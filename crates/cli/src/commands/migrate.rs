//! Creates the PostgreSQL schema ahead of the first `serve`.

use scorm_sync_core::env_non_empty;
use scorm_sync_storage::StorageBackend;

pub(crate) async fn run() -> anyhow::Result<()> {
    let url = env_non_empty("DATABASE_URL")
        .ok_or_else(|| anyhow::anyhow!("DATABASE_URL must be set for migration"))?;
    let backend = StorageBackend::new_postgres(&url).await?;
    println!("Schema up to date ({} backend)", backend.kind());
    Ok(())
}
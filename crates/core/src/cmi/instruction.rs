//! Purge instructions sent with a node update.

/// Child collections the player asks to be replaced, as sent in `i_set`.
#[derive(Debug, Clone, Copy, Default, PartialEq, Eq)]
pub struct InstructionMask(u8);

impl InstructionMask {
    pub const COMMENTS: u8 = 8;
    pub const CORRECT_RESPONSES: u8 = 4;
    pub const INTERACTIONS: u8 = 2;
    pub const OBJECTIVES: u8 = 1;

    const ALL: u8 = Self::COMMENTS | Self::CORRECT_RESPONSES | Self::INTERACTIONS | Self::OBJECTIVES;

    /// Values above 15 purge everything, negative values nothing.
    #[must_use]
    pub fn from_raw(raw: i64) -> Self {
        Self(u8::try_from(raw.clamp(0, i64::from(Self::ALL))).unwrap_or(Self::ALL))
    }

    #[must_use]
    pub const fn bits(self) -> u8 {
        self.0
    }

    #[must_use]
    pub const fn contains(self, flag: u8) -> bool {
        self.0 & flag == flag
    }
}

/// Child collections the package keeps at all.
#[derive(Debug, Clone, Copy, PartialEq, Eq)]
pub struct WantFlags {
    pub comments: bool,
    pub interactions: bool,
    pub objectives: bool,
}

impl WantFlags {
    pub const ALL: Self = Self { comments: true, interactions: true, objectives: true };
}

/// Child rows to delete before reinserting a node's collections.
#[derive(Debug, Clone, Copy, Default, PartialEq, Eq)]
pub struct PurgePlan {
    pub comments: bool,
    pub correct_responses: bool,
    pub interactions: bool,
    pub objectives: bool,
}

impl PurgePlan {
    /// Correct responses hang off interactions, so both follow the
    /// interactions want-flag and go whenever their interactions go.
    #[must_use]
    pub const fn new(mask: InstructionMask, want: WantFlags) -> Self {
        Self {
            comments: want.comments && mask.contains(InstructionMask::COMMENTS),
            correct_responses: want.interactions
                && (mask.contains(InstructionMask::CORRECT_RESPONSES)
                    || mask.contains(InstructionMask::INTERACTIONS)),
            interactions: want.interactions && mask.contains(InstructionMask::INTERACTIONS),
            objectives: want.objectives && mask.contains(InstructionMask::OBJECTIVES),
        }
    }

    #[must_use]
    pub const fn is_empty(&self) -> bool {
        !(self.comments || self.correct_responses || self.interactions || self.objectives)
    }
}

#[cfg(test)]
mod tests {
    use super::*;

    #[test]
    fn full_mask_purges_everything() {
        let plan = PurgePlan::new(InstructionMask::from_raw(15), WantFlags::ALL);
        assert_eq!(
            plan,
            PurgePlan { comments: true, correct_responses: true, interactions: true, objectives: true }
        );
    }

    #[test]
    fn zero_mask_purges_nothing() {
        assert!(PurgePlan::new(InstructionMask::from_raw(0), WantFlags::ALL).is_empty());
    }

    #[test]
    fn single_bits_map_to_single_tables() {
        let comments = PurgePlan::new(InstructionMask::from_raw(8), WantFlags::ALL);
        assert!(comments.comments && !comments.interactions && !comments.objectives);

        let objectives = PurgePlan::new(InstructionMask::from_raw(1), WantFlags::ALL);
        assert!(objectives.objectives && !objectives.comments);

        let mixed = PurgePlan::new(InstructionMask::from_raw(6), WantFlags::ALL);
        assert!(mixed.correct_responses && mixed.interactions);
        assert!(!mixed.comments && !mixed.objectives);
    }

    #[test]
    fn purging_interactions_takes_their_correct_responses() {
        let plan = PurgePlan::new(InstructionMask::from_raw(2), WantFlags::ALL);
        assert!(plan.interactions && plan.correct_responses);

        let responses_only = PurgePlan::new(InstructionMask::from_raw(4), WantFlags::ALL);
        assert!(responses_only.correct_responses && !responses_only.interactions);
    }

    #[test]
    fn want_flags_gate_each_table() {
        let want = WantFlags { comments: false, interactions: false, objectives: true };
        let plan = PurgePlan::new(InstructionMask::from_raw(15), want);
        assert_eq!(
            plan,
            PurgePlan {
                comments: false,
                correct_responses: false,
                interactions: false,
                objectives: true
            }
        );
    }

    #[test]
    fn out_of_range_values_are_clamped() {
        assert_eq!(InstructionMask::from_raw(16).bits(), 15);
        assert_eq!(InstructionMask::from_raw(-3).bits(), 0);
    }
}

What to produce
Please transcribe the data exactly from its first line. End with the line that contains "let backend = StorageBackend::new_postgres(&url).await?;".

Output for this task
filename crates/cli/src/commands/migrate.rs
//! Creates the PostgreSQL schema ahead of the first `serve`.

use scorm_sync_core::env_non_empty;
use scorm_sync_storage::StorageBackend;

pub(crate) async fn run() -> anyhow::Result<()> {
    let url = env_non_empty("DATABASE_URL")
        .ok_or_else(|| anyhow::anyhow!("DATABASE_URL must be set for migration"))?;
    let backend = StorageBackend::new_postgres(&url).await?;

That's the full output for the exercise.